━━━ Recorded information
/// One worker-pool cycle: sweep stuck tasks, run the assignment pass,
/// recompute adaptive concurrency, and pull+execute up to `effective_N`
/// tasks concurrently. Returns how many tasks were picked up this cycle.
pub async fn run_cycle(state: &StateManager, router: &Arc<Router>, config: &ExecutorConfig) -> Result<usize, ExecutorError> {
    crate::state::sweep_stuck_tasks(state, config.stuck_minutes)
        .await
        .map_err(|e| ExecutorError::State(StateError::StoreError(e.to_string())))?;
    super::assignment::run_assignment_pass(state, config).await?;

    let mlx_active = router.active_count(BackendFamily::Heavy);
    let ollama_active = router.active_count(BackendFamily::Fast);
    let router_config = router.config();

    let effective_n = if config.adaptive_concurrency {
        host_load::adaptive(
            config.max_concurrent,
            host_load::sample(),
            mlx_active,
            router_config.max_heavy_mlx,
            ollama_active,
            router_config.max_heavy_ollama,
        )
    } else {
        config.max_concurrent
    };

    let batch = pull(state, config.batch_size.min(effective_n.max(1))).await?;

    // A task is not picked up if doing so would push its family's heavy-model
    // ceiling over MAX_HEAVY_MLX/MAX_HEAVY_OLLAMA; it is left pending for a
    // later cycle rather than run over the ceiling.
    let mlx_ceiling = router_config.max_heavy_mlx;
    let ollama_ceiling = router_config.max_heavy_ollama;
    let mut mlx_in_flight = mlx_active;
    let mut ollama_in_flight = ollama_active;
    let mut runnable = Vec::with_capacity(batch.len());
    for task in batch {
        let ceiling_hit = match task.metadata.preferred_source {
            Some(BackendFamily::Heavy) => {
                let hit = mlx_ceiling > 0 && mlx_in_flight >= mlx_ceiling;
                if !hit {
                    mlx_in_flight += 1;
                }
                hit
            }
            _ => {
                let hit = ollama_ceiling > 0 && ollama_in_flight >= ollama_ceiling;
                if !hit {
                    ollama_in_flight += 1;
                }
                hit
            }
        };
        if ceiling_hit {
            debug!(task_id = %task.id, "run_cycle: heavy-model ceiling hit, leaving task pending");
            continue;
        }
        runnable.push(task);
    }
    let n = runnable.len();

    let mut handles = Vec::with_capacity(n);
    for task in runnable {
        let state = state.clone();
        let router = router.clone();
        let config = config.clone();
        handles.push(tokio::spawn(async move {
            if let Err(e) = execute_one_task(&state, &router, &config, task).await {
                warn!(error = %e, "run_cycle: task execution failed");
            }
        }));
    }
    for handle in handles {
        let _ = handle.await;
    }

    Ok(n)
}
━━━━━━
## Activity
Every piece of the data is to be set down again exactly.

## Solution for this problem
/// One worker-pool cycle: sweep stuck tasks, run the assignment pass,
/// recompute adaptive concurrency, and pull+execute up to `effective_N`
/// tasks concurrently. Returns how many tasks were picked up this cycle.
pub async fn run_cycle(state: &StateManager, router: &Arc<Router>, config: &ExecutorConfig) -> Result<usize, ExecutorError> {
    crate::state::sweep_stuck_tasks(state, config.stuck_minutes)
        .await
        .map_err(|e| ExecutorError::State(StateError::StoreError(e.to_string())))?;
    super::assignment::run_assignment_pass(state, config).await?;

    let mlx_active = router.active_count(BackendFamily::Heavy);
    let ollama_active = router.active_count(BackendFamily::Fast);
    let router_config = router.config();

    let effective_n = if config.adaptive_concurrency {
        host_load::adaptive(
            config.max_concurrent,
            host_load::sample(),
            mlx_active,
            router_config.max_heavy_mlx,
            ollama_active,
            router_config.max_heavy_ollama,
        )
    } else {
        config.max_concurrent
    };

    let batch = pull(state, config.batch_size.min(effective_n.max(1))).await?;

    // A task is not picked up if doing so would push its family's heavy-model
    // ceiling over MAX_HEAVY_MLX/MAX_HEAVY_OLLAMA; it is left pending for a
    // later cycle rather than run over the ceiling.
    let mlx_ceiling = router_config.max_heavy_mlx;
    let ollama_ceiling = router_config.max_heavy_ollama;
    let mut mlx_in_flight = mlx_active;
    let mut ollama_in_flight = ollama_active;
    let mut runnable = Vec::with_capacity(batch.len());
    for task in batch {
        let ceiling_hit = match task.metadata.preferred_source {
            Some(BackendFamily::Heavy) => {
                let hit = mlx_ceiling > 0 && mlx_in_flight >= mlx_ceiling;
                if !hit {
                    mlx_in_flight += 1;
                }
                hit
            }
            _ => {
                let hit = ollama_ceiling > 0 && ollama_in_flight >= ollama_ceiling;
                if !hit {
                    ollama_in_flight += 1;
                }
                hit
            }
        };
        if ceiling_hit {
            debug!(task_id = %task.id, "run_cycle: heavy-model ceiling hit, leaving task pending");
            continue;
        }
        runnable.push(task);
    }
    let n = runnable.len();

    let mut handles = Vec::with_capacity(n);
    for task in runnable {
        let state = state.clone();
        let router = router.clone();
        let config = config.clone();
        handles.push(tokio::spawn(async move {
            if let Err(e) = execute_one_task(&state, &router, &config, task).await {
                warn!(error = %e, "run_cycle: task execution failed");
            }
        }));
    }
    for handle in handles {
        let _ = handle.await;
    }

    Ok(n)
}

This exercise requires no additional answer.